_Problem_
Print each entry below precisely as it reads.

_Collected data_
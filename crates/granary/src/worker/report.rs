//! Report stage: upload outputs, store the action result, complete the
//! operation, tear down the exec dir.

use std::path::{Path, PathBuf};
use std::sync::Arc;

use bytes::Bytes;
use futures::future::BoxFuture;
use granary_api::{
    operation, ActionKey, Digest, DigestUtil, Directory, DirectoryNode, ExecuteResponse,
    ExecutionStage, FileNode, OutputDirectory, OutputFile, Status, Tree,
};
use prost::Message;
use tokio_util::sync::CancellationToken;
use tracing::{debug, info, warn};

use crate::worker::context::WorkerContext;
use crate::worker::pipeline::{next_context, OperationContext, SharedReceiver};

pub(crate) async fn run(
    context: Arc<WorkerContext>,
    input: SharedReceiver<OperationContext>,
    shutdown: CancellationToken,
) {
    while let Some(operation_context) = next_context(&input, &shutdown).await {
        let operation_name = operation_context.operation_name().to_string();
        if operation_context.claim_lost() {
            info!(operation = operation_name, "claim lost before report");
            teardown(&context, &operation_context).await;
            continue;
        }
        debug!(operation = operation_name, "reporting result");
        match report_result(&context, operation_context).await {
            Ok(()) => info!(operation = operation_name, "operation reported"),
            Err(err) => warn!(operation = operation_name, error = %err, "report failed"),
        }
    }
}

async fn report_result(
    context: &Arc<WorkerContext>,
    mut operation_context: OperationContext,
) -> Result<(), Status> {
    let uploaded = upload_outputs(context, &mut operation_context).await;
    if let Err(status) = uploaded {
        report_error(context, operation_context, &status).await;
        return Err(status);
    }

    let action_result = operation_context.action_result.clone();
    if !operation_context.action.do_not_cache {
        let action_digest = operation_context
            .metadata
            .action_digest
            .clone()
            .ok_or_else(|| Status::internal("operation without action digest"))?;
        context
            .put_action_result(&ActionKey(action_digest), &action_result)
            .await?;
    }

    operation_context.metadata.stage = ExecutionStage::Completed as i32;
    let completed = granary_api::Operation {
        done: true,
        result: Some(operation::Result::Response(ExecuteResponse {
            result: Some(action_result),
            cached_result: false,
            status: Some(Status::ok().to_proto()),
        })),
        ..operation_context.operation.clone()
    }
    .with_execute_metadata(operation_context.metadata.clone());
    let put = context.put_operation(&completed).await;
    teardown(context, &operation_context).await;
    put?;
    Ok(())
}

/// Surface a failed operation: done + error status, COMPLETED stage.
pub(crate) async fn report_error(
    context: &Arc<WorkerContext>,
    operation_context: OperationContext,
    status: &Status,
) {
    let mut metadata = operation_context.metadata.clone();
    metadata.stage = ExecutionStage::Completed as i32;
    let errored = granary_api::Operation {
        done: true,
        result: Some(operation::Result::Error(status.to_proto())),
        ..operation_context.operation.clone()
    }
    .with_execute_metadata(metadata);
    if let Err(err) = context.put_operation(&errored).await {
        warn!(
            operation = operation_context.operation_name(),
            error = %err,
            "failed to error-complete operation"
        );
    }
    teardown(context, &operation_context).await;
}

async fn teardown(context: &Arc<WorkerContext>, operation_context: &OperationContext) {
    operation_context.poller.pause();
    if let Some(exec_dir) = operation_context.exec_dir.as_ref() {
        if let Err(err) = context.exec_fs.destroy_exec_dir(exec_dir).await {
            warn!(
                operation = operation_context.operation_name(),
                error = %err,
                "failed to destroy exec dir"
            );
        }
    }
    context.deactivate(operation_context.operation_name());
}

/// Collect declared outputs into the action result, storing every blob in
/// the local CAS (the announcer propagates locations).
async fn upload_outputs(
    context: &Arc<WorkerContext>,
    operation_context: &mut OperationContext,
) -> Result<(), Status> {
    let exec_dir = operation_context
        .exec_dir
        .clone()
        .ok_or_else(|| Status::internal("report stage without exec dir"))?;
    let cache = context.exec_fs.file_cache().clone();
    let command = operation_context.command.clone();
    let action_result = &mut operation_context.action_result;

    for output_file in &command.output_files {
        let output_path = exec_dir.join(output_file);
        if !output_path.exists() {
            debug!(output = output_file, "declared output file does not exist");
            continue;
        }
        let contents = tokio::fs::read(&output_path).await.map_err(Status::from)?;
        let digest = DigestUtil.compute(&contents);
        let is_executable = is_executable(&output_path).await;
        cache
            .put_blob(&digest, Bytes::from(contents))
            .await
            .map_err(Status::from)?;
        action_result.output_files.push(OutputFile {
            path: output_file.clone(),
            digest: Some(digest),
            is_executable,
        });
    }

    for output_directory in &command.output_directories {
        let output_path = exec_dir.join(output_directory);
        if !output_path.exists() {
            debug!(output = output_directory, "declared output directory does not exist");
            continue;
        }
        let mut children = Vec::new();
        let root = read_output_directory(&cache, &output_path, &mut children).await?;
        let tree = Tree {
            root: Some(root),
            children,
        };
        let tree_blob = Bytes::from(tree.encode_to_vec());
        let tree_digest = DigestUtil.compute(&tree_blob);
        cache
            .put_blob(&tree_digest, tree_blob)
            .await
            .map_err(Status::from)?;
        action_result.output_directories.push(OutputDirectory {
            path: output_directory.clone(),
            tree_digest: Some(tree_digest),
        });
    }

    digest_std_output(
        &cache,
        &mut action_result.stdout_raw,
        &mut action_result.stdout_digest,
        context.config.inline_content_limit,
    )
    .await?;
    digest_std_output(
        &cache,
        &mut action_result.stderr_raw,
        &mut action_result.stderr_digest,
        context.config.inline_content_limit,
    )
    .await?;
    Ok(())
}

/// Store a std stream in the CAS; contents above the inline limit leave
/// only their digest behind.
async fn digest_std_output(
    cache: &Arc<granary_cas::CasFileCache>,
    raw: &mut Vec<u8>,
    digest: &mut Option<Digest>,
    inline_limit: usize,
) -> Result<(), Status> {
    if raw.is_empty() {
        return Ok(());
    }
    let computed = DigestUtil.compute(raw);
    cache
        .put_blob(&computed, Bytes::from(raw.clone()))
        .await
        .map_err(Status::from)?;
    *digest = Some(computed);
    if raw.len() > inline_limit {
        raw.clear();
    }
    Ok(())
}

/// Walk an output directory into a Directory message, storing file blobs
/// and accumulating child directories for the Tree.
fn read_output_directory<'a>(
    cache: &'a Arc<granary_cas::CasFileCache>,
    path: &'a Path,
    children: &'a mut Vec<Directory>,
) -> BoxFuture<'a, Result<Directory, Status>> {
    Box::pin(async move {
        let mut directory = Directory::default();
        let mut dirents = tokio::fs::read_dir(path).await.map_err(Status::from)?;
        let mut entries: Vec<(String, PathBuf, std::fs::Metadata)> = Vec::new();
        while let Some(dirent) = dirents.next_entry().await.map_err(Status::from)? {
            let name = dirent.file_name().to_string_lossy().into_owned();
            let metadata = dirent.metadata().await.map_err(Status::from)?;
            entries.push((name, dirent.path(), metadata));
        }
        entries.sort_by(|a, b| a.0.cmp(&b.0));

        for (name, entry_path, metadata) in entries {
            if metadata.is_dir() {
                let child = read_output_directory(cache, &entry_path, children).await?;
                directory.directories.push(DirectoryNode {
                    name,
                    digest: Some(DigestUtil.compute_message(&child)),
                });
                children.push(child);
            } else if metadata.is_file() {
                let contents = tokio::fs::read(&entry_path).await.map_err(Status::from)?;
                let digest = DigestUtil.compute(&contents);
                let is_executable = is_executable(&entry_path).await;
                if !digest.is_empty() {
                    cache
                        .put_blob(&digest, Bytes::from(contents))
                        .await
                        .map_err(Status::from)?;
                }
                directory.files.push(FileNode {
                    name,
                    digest: Some(digest),
                    is_executable,
                });
            }
        }
        Ok(directory)
    })
}

async fn is_executable(path: &Path) -> bool {
    use std::os::unix::fs::PermissionsExt;
    tokio::fs::metadata(path)
        .await
        .map(|metadata| metadata.permissions().mode() & 0o111 != 0)
        .unwrap_or(false)
}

_Answer for this exercise_
filename crates/granary/src/worker/report.rs
//! Report stage: upload outputs, store the action result, complete the
//! operation, tear down the exec dir.

use std::path::{Path, PathBuf};
use std::sync::Arc;

use bytes::Bytes;
use futures::future::BoxFuture;
use granary_api::{
    operation, ActionKey, Digest, DigestUtil, Directory, DirectoryNode, ExecuteResponse,
    ExecutionStage, FileNode, OutputDirectory, OutputFile, Status, Tree,
};
use prost::Message;
use tokio_util::sync::CancellationToken;
use tracing::{debug, info, warn};

use crate::worker::context::WorkerContext;
use crate::worker::pipeline::{next_context, OperationContext, SharedReceiver};

pub(crate) async fn run(
    context: Arc<WorkerContext>,
    input: SharedReceiver<OperationContext>,
    shutdown: CancellationToken,
) {
    while let Some(operation_context) = next_context(&input, &shutdown).await {
        let operation_name = operation_context.operation_name().to_string();
        if operation_context.claim_lost() {
            info!(operation = operation_name, "claim lost before report");
            teardown(&context, &operation_context).await;
            continue;
        }
        debug!(operation = operation_name, "reporting result");
        match report_result(&context, operation_context).await {
            Ok(()) => info!(operation = operation_name, "operation reported"),
            Err(err) => warn!(operation = operation_name, error = %err, "report failed"),
        }
    }
}

async fn report_result(
    context: &Arc<WorkerContext>,
    mut operation_context: OperationContext,
) -> Result<(), Status> {
    let uploaded = upload_outputs(context, &mut operation_context).await;
    if let Err(status) = uploaded {
        report_error(context, operation_context, &status).await;
        return Err(status);
    }

    let action_result = operation_context.action_result.clone();
    if !operation_context.action.do_not_cache {
        let action_digest = operation_context
            .metadata
            .action_digest
            .clone()
            .ok_or_else(|| Status::internal("operation without action digest"))?;
        context
            .put_action_result(&ActionKey(action_digest), &action_result)
            .await?;
    }

    operation_context.metadata.stage = ExecutionStage::Completed as i32;
    let completed = granary_api::Operation {
        done: true,
        result: Some(operation::Result::Response(ExecuteResponse {
            result: Some(action_result),
            cached_result: false,
            status: Some(Status::ok().to_proto()),
        })),
        ..operation_context.operation.clone()
    }
    .with_execute_metadata(operation_context.metadata.clone());
    let put = context.put_operation(&completed).await;
    teardown(context, &operation_context).await;
    put?;
    Ok(())
}

/// Surface a failed operation: done + error status, COMPLETED stage.
pub(crate) async fn report_error(
    context: &Arc<WorkerContext>,
    operation_context: OperationContext,
    status: &Status,
) {
    let mut metadata = operation_context.metadata.clone();
    metadata.stage = ExecutionStage::Completed as i32;
    let errored = granary_api::Operation {
        done: true,
        result: Some(operation::Result::Error(status.to_proto())),
        ..operation_context.operation.clone()
    }
    .with_execute_metadata(metadata);
    if let Err(err) = context.put_operation(&errored).await {
        warn!(
            operation = operation_context.operation_name(),
            error = %err,
            "failed to error-complete operation"
        );
    }
    teardown(context, &operation_context).await;
}

async fn teardown(context: &Arc<WorkerContext>, operation_context: &OperationContext) {
    operation_context.poller.pause();
    if let Some(exec_dir) = operation_context.exec_dir.as_ref() {
        if let Err(err) = context.exec_fs.destroy_exec_dir(exec_dir).await {
            warn!(
                operation = operation_context.operation_name(),
                error = %err,
                "failed to destroy exec dir"
            );
        }
    }
    context.deactivate(operation_context.operation_name());
}

/// Collect declared outputs into the action result, storing every blob in
/// the local CAS (the announcer propagates locations).
async fn upload_outputs(
    context: &Arc<WorkerContext>,
    operation_context: &mut OperationContext,
) -> Result<(), Status> {
    let exec_dir = operation_context
        .exec_dir
        .clone()
        .ok_or_else(|| Status::internal("report stage without exec dir"))?;
    let cache = context.exec_fs.file_cache().clone();
    let command = operation_context.command.clone();
    let action_result = &mut operation_context.action_result;

    for output_file in &command.output_files {
        let output_path = exec_dir.join(output_file);
        if !output_path.exists() {
            debug!(output = output_file, "declared output file does not exist");
            continue;
        }
        let contents = tokio::fs::read(&output_path).await.map_err(Status::from)?;
        let digest = DigestUtil.compute(&contents);
        let is_executable = is_executable(&output_path).await;
        cache
            .put_blob(&digest, Bytes::from(contents))
            .await
            .map_err(Status::from)?;
        action_result.output_files.push(OutputFile {
            path: output_file.clone(),
            digest: Some(digest),
            is_executable,
        });
    }

    for output_directory in &command.output_directories {
        let output_path = exec_dir.join(output_directory);
        if !output_path.exists() {
            debug!(output = output_directory, "declared output directory does not exist");
            continue;
        }
        let mut children = Vec::new();
        let root = read_output_directory(&cache, &output_path, &mut children).await?;
        let tree = Tree {
            root: Some(root),
            children,
        };
        let tree_blob = Bytes::from(tree.encode_to_vec());
        let tree_digest = DigestUtil.compute(&tree_blob);
        cache
            .put_blob(&tree_digest, tree_blob)
            .await
            .map_err(Status::from)?;
        action_result.output_directories.push(OutputDirectory {
            path: output_directory.clone(),
            tree_digest: Some(tree_digest),
        });
    }

    digest_std_output(
        &cache,
        &mut action_result.stdout_raw,
        &mut action_result.stdout_digest,
        context.config.inline_content_limit,
    )
    .await?;
    digest_std_output(
        &cache,
        &mut action_result.stderr_raw,
        &mut action_result.stderr_digest,
        context.config.inline_content_limit,
    )
    .await?;
    Ok(())
}

/// Store a std stream in the CAS; contents above the inline limit leave
/// only their digest behind.
async fn digest_std_output(
    cache: &Arc<granary_cas::CasFileCache>,
    raw: &mut Vec<u8>,
    digest: &mut Option<Digest>,
    inline_limit: usize,
) -> Result<(), Status> {
    if raw.is_empty() {
        return Ok(());
    }
    let computed = DigestUtil.compute(raw);
    cache
        .put_blob(&computed, Bytes::from(raw.clone()))
        .await
        .map_err(Status::from)?;
    *digest = Some(computed);
    if raw.len() > inline_limit {
        raw.clear();
    }
    Ok(())
}

/// Walk an output directory into a Directory message, storing file blobs
/// and accumulating child directories for the Tree.
fn read_output_directory<'a>(
    cache: &'a Arc<granary_cas::CasFileCache>,
    path: &'a Path,
    children: &'a mut Vec<Directory>,
) -> BoxFuture<'a, Result<Directory, Status>> {
    Box::pin(async move {
        let mut directory = Directory::default();
        let mut dirents = tokio::fs::read_dir(path).await.map_err(Status::from)?;
        let mut entries: Vec<(String, PathBuf, std::fs::Metadata)> = Vec::new();
        while let Some(dirent) = dirents.next_entry().await.map_err(Status::from)? {
            let name = dirent.file_name().to_string_lossy().into_owned();
            let metadata = dirent.metadata().await.map_err(Status::from)?;
            entries.push((name, dirent.path(), metadata));
        }
        entries.sort_by(|a, b| a.0.cmp(&b.0));

        for (name, entry_path, metadata) in entries {
            if metadata.is_dir() {
                let child = read_output_directory(cache, &entry_path, children).await?;
                directory.directories.push(DirectoryNode {
                    name,
                    digest: Some(DigestUtil.compute_message(&child)),
                });
                children.push(child);
            } else if metadata.is_file() {
                let contents = tokio::fs::read(&entry_path).await.map_err(Status::from)?;
                let digest = DigestUtil.compute(&contents);
                let is_executable = is_executable(&entry_path).await;
                if !digest.is_empty() {
                    cache
                        .put_blob(&digest, Bytes::from(contents))
                        .await
                        .map_err(Status::from)?;
                }
                directory.files.push(FileNode {
                    name,
                    digest: Some(digest),
                    is_executable,
                });
            }
        }
        Ok(directory)
    })
}

async fn is_executable(path: &Path) -> bool {
    use std::os::unix::fs::PermissionsExt;
    tokio::fs::metadata(path)
        .await
        .map(|metadata| metadata.permissions().mode() & 0o111 != 0)
        .unwrap_or(false)
}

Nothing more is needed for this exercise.